From Plautus’ THE POT OF GOLD to Molière’s THE MISER to Martin Scorcese’s THE WOLF OF WALL STREET, greed has long provided a rich vein of comic and serious ore for theatre and filmmakers to mine. Only within the past week or so, New York has seen the opening of such greed-related shows as THE THREEPENNY OPERA and THE HEIR APPARENT. The subject is now the heart of a satirical revue, GREED: A MUSICAL FOR OUR TIMES, directed by Christopher Scott, at New World Stages. The book, music, and lyrics are by Michael Roberts and the 85-minute intermissionless show--a best musical winner at the 2006 NYC Fringe Festival--features four performers, two men and two women. The ladies are Julia Burrows and Stephanie D’Abruzzo; the men are James Donegan and Neal Mayer. Each is pleasant and moderately talented, but none stands out either for comic or vocal distinction; less shrillness and fewer flat notes might have helped. 

 
From left: Neil Mayer, Julia Burrows, Stephanie D'Abruzzo, James Donegan. Photo: Carol Rosegg.

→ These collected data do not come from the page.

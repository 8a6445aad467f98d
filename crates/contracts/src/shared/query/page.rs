use serde::{Deserialize, Serialize};

pub const DEFAULT_PAGE_SIZE: u32 = 10;

#[derive(Debug, Clone, PartialEq, Eq, Hash, Serialize, Deserialize)]
pub struct SortSpec {
    pub id: String,
    pub desc: bool,
}

impl SortSpec {
    pub fn asc(id: impl Into<String>) -> Self {
        Self {
            id: id.into(),
            desc: false,
        }
    }

    pub fn desc(id: impl Into<String>) -> Self {
        Self {
            id: id.into(),
            desc: true,
        }
    }

    pub fn direction(&self) -> &'static str {
        if self.desc {
            "desc"
        } else {
            "asc"
        }
    }
}

/// Pagination and sorting of a list view.
/// `current_page` is 1-based.
#[derive(Debug, Clone, PartialEq, Eq, Hash, Serialize, Deserialize)]
pub struct PageState {
    #[serde(rename = "currentPage")]
    pub current_page: u32,
    pub limit: u32,
    #[serde(default)]
    pub sorting: Vec<SortSpec>,
}

impl Default for PageState {
    fn default() -> Self {
        Self {
            current_page: 1,
            limit: DEFAULT_PAGE_SIZE,
            sorting: Vec::new(),
        }
    }
}

/// Partial update, merged field by field
#[derive(Debug, Clone, Default, PartialEq, Eq)]
pub struct PagePatch {
    pub current_page: Option<u32>,
    pub limit: Option<u32>,
    pub sorting: Option<Vec<SortSpec>>,
}

impl PagePatch {
    pub fn page(page: u32) -> Self {
        Self {
            current_page: Some(page),
            ..Default::default()
        }
    }

    pub fn limit(limit: u32) -> Self {
        Self {
            limit: Some(limit),
            ..Default::default()
        }
    }
}

impl PageState {
    pub fn apply(&mut self, patch: PagePatch) {
        if let Some(page) = patch.current_page {
            self.current_page = page.max(1);
        }
        if let Some(limit) = patch.limit {
            self.limit = limit.max(1);
        }
        if let Some(sorting) = patch.sorting {
            self.sorting = sorting;
        }
    }

    /// Primary sort column (the API only accepts one)
    pub fn primary_sort(&self) -> Option<&SortSpec> {
        self.sorting.first()
    }

    /// Click on a column header: flip direction of the current column,
    /// otherwise sort ascending by the new one
    pub fn toggle_sort(&mut self, column: &str) {
        match self.sorting.first_mut() {
            Some(spec) if spec.id == column => spec.desc = !spec.desc,
            _ => self.sorting = vec![SortSpec::asc(column)],
        }
    }

    pub fn total_pages(&self, total_records: u64) -> u32 {
        let limit = u64::from(self.limit.max(1));
        let pages = total_records.div_ceil(limit).max(1);
        u32::try_from(pages).unwrap_or(u32::MAX)
    }

    pub fn to_params(&self) -> Vec<(&'static str, String)> {
        let mut params = vec![
            ("page", self.current_page.max(1).to_string()),
            ("limit", self.limit.max(1).to_string()),
        ];
        if let Some(sort) = self.primary_sort() {
            if !sort.id.trim().is_empty() {
                params.push(("orderBy", sort.id.clone()));
                params.push(("orderDir", sort.direction().to_string()));
            }
        }
        params
    }
}

#[cfg(test)]
mod tests {
    use super::*;

    #[test]
    fn test_set_page_then_read() {
        let mut page = PageState::default();
        page.apply(PagePatch::page(3));
        assert_eq!(page.current_page, 3);
        assert_eq!(page.limit, DEFAULT_PAGE_SIZE);
    }

    #[test]
    fn test_patch_is_shallow_merge() {
        let mut page = PageState {
            current_page: 4,
            limit: 25,
            sorting: vec![SortSpec::desc("amount")],
        };
        page.apply(PagePatch::limit(50));
        assert_eq!(page.current_page, 4);
        assert_eq!(page.limit, 50);
        assert_eq!(page.sorting, vec![SortSpec::desc("amount")]);
    }

    #[test]
    fn test_page_and_limit_are_clamped() {
        let mut page = PageState::default();
        page.apply(PagePatch {
            current_page: Some(0),
            limit: Some(0),
            sorting: None,
        });
        assert_eq!(page.current_page, 1);
        assert_eq!(page.limit, 1);
    }

    #[test]
    fn test_toggle_sort() {
        let mut page = PageState::default();
        page.toggle_sort("invoiceDate");
        assert_eq!(page.sorting, vec![SortSpec::asc("invoiceDate")]);
        page.toggle_sort("invoiceDate");
        assert_eq!(page.sorting, vec![SortSpec::desc("invoiceDate")]);
        page.toggle_sort("amount");
        assert_eq!(page.sorting, vec![SortSpec::asc("amount")]);
    }

    #[test]
    fn test_total_pages() {
        let page = PageState::default();
        assert_eq!(page.total_pages(0), 1);
        assert_eq!(page.total_pages(10), 1);
        assert_eq!(page.total_pages(11), 2);
    }

    #[test]
    fn test_params_include_sort_only_when_set() {
        let mut page = PageState::default();
        assert_eq!(
            page.to_params(),
            vec![("page", "1".to_string()), ("limit", "10".to_string())]
        );
        page.sorting = vec![SortSpec::desc("amount")];
        let params = page.to_params();
        assert!(params.contains(&("orderBy", "amount".to_string())));
        assert!(params.contains(&("orderDir", "desc".to_string())));
    }
}
//! Утилиты форматирования чисел для таблиц, карточек и осей графиков

/// Разделитель тысяч (запятая) и заданное количество знаков после точки
pub fn format_number_with_decimals(value: f64, decimals: usize) -> String {
    let formatted = format!("{:.*}", decimals, value.abs());
    let (integer_part, decimal_part) = match formatted.split_once('.') {
        Some((i, d)) => (i, Some(d)),
        None => (formatted.as_str(), None),
    };

    let mut grouped = String::new();
    for (i, c) in integer_part.chars().rev().enumerate() {
        if i > 0 && i % 3 == 0 {
            grouped.push(',');
        }
        grouped.push(c);
    }
    let mut result: String = grouped.chars().rev().collect();

    // -0.00 не показываем со знаком
    if value < 0.0 && formatted.chars().any(|c| c.is_ascii_digit() && c != '0') {
        result.insert(0, '-');
    }
    match decimal_part {
        Some(d) => format!("{}.{}", result, d),
        None => result,
    }
}

pub fn format_money(value: f64) -> String {
    format_number_with_decimals(value, 2)
}

pub fn format_int(value: f64) -> String {
    format_number_with_decimals(value, 0)
}

/// Короткая запись для подписей оси: 950, 1.5K, 2.3M
pub fn format_compact(value: f64) -> String {
    let abs = value.abs();
    let (scaled, suffix) = if abs >= 1_000_000_000.0 {
        (value / 1_000_000_000.0, "B")
    } else if abs >= 1_000_000.0 {
        (value / 1_000_000.0, "M")
    } else if abs >= 1_000.0 {
        (value / 1_000.0, "K")
    } else {
        return format!("{:.0}", value);
    };
    let text = format!("{:.1}", scaled);
    format!("{}{}", text.trim_end_matches(".0"), suffix)
}

pub fn format_percent(value: f64) -> String {
    format!("{:.1}%", value)
}

#[cfg(test)]
mod tests {
    use super::*;

    #[test]
    fn test_format_money() {
        assert_eq!(format_money(1234.56), "1,234.56");
        assert_eq!(format_money(1234567.891), "1,234,567.89");
        assert_eq!(format_money(0.0), "0.00");
        assert_eq!(format_money(-1234.5), "-1,234.50");
        assert_eq!(format_money(-0.001), "0.00");
    }

    #[test]
    fn test_format_int() {
        assert_eq!(format_int(999.0), "999");
        assert_eq!(format_int(1000.0), "1,000");
    }

    #[test]
    fn test_format_compact() {
        assert_eq!(format_compact(950.0), "950");
        assert_eq!(format_compact(1500.0), "1.5K");
        assert_eq!(format_compact(2_000_000.0), "2M");
        assert_eq!(format_compact(-2_300_000.0), "-2.3M");
    }
}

The producers haven’t spent much money on sets or musicians, depending mainly on Josh Iacovelli’s arrangement of black velvet curtains for the background, and an onstage pianist and percussionist seated at stage right for the music. There are some clever lyrics in the songs, but not all of them are on the same level, and an hour and a half of song after song about covetousness verges on overkill.
 

One routine, “Financial Advisor,” has a couple visiting such a specialist only for the seemingly dumb blonde wife (Ms. Burrows) to know more about the subject than the jargon-spouting advisor (Ms. D’Abruzzo). There’s a bit about a jealous man who thinks his friend has everything better than him; another, “When I Saw the Doctor,” about medical greed; and one, “Inside Information,” about inside trading. “A Little Juice” is about steroid use in sports, with three performers sticking their heads atop cardboard paintings of muscle-bound athletes (one in a Yankees uniform), while “The Ballad of Jamie Dimon,” done as a cowboy song, describes the avariciousness of that billionaire.
 

A Dolly Parton type (Ms. Burrows) boasts in “Another Kid” about making money off the federal welfare state by having illegitimate children, and then, in the show’s most tasteless bit, sings about plotting to have a disabled kid to make even more. The Catholic Church is blasted for seeking monetary power at the expense of doing “God’s Work,” while art patrons are skewered in “It’s Mine,” a song spread through the show in three parts sending up different aspects of the theme. People who have accidents in public places like malls are sent up in “Slip ‘N’ Fall,” and Ponzi scheme mavin Bernard Madoff, already knocked (indirectly) this season in THE UNAVOIDABLE DISAPPEARANCE OF TOM DURNIN and THE COMMONS OF PENSACOLA, gets his comical comeuppance in “It’s Bernie.” Madoff may be worth a thrust or two for bringing Ponzi schemes back to public attention, but the original Ponzi himself gets his own number, “Charlie’s Song.” And, of course, what’s a show about modern greed without taking the knives to mortgage fraud in “Passing the Mortgages.” 

 
There haven’t been many revues this season, Off or on Broadway, and, apart perhaps from AFTER DARK, those that have appeared mostly have been second-rate. Sort of makes one greedy for another edition of FORBIDDEN BROADWAY, wouldn’t you say?